──────── INPUT MATERIAL ────────

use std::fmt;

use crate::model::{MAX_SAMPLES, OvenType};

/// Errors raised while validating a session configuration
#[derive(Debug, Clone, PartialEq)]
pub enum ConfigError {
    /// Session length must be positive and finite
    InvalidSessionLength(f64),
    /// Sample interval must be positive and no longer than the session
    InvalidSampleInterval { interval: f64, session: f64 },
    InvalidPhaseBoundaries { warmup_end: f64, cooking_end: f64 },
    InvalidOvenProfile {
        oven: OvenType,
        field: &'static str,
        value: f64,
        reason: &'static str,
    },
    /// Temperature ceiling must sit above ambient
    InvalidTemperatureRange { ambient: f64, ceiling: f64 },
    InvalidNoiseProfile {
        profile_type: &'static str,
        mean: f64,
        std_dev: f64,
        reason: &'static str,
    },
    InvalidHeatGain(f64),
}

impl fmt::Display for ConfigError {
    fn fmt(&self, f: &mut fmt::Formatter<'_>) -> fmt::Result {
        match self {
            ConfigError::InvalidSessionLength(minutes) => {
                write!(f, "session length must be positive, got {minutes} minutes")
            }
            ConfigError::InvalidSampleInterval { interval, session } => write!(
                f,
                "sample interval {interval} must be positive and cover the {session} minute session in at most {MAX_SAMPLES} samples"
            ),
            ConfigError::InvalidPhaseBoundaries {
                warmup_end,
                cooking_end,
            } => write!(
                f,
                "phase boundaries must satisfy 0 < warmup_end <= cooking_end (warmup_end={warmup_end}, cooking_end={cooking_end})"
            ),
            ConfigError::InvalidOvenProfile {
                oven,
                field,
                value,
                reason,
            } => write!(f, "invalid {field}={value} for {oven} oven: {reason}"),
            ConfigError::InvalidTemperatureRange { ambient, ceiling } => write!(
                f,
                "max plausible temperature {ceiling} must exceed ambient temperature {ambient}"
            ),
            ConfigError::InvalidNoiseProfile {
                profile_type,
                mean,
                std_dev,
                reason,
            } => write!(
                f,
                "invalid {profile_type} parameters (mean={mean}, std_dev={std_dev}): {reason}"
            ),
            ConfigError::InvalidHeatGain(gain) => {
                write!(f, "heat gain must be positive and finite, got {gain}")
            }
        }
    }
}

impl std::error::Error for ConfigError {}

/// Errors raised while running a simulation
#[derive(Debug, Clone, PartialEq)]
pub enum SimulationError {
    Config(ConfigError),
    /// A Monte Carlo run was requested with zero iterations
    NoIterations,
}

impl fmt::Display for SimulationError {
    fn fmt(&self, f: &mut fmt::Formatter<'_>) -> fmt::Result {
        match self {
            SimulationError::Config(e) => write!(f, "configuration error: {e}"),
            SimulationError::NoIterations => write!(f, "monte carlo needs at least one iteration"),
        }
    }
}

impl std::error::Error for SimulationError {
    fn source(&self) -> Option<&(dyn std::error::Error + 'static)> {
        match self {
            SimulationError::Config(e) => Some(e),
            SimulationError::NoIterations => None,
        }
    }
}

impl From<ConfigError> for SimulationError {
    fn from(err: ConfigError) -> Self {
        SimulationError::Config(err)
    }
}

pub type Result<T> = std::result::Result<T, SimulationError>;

────────

### WORK ITEM
Look through the listing, and copy each line that contains the word "static".

### SOLVED EXERCISE
        field: &'static str,
        reason: &'static str,
        profile_type: &'static str,
        reason: &'static str,
    fn source(&self) -> Option<&(dyn std::error::Error + 'static)> {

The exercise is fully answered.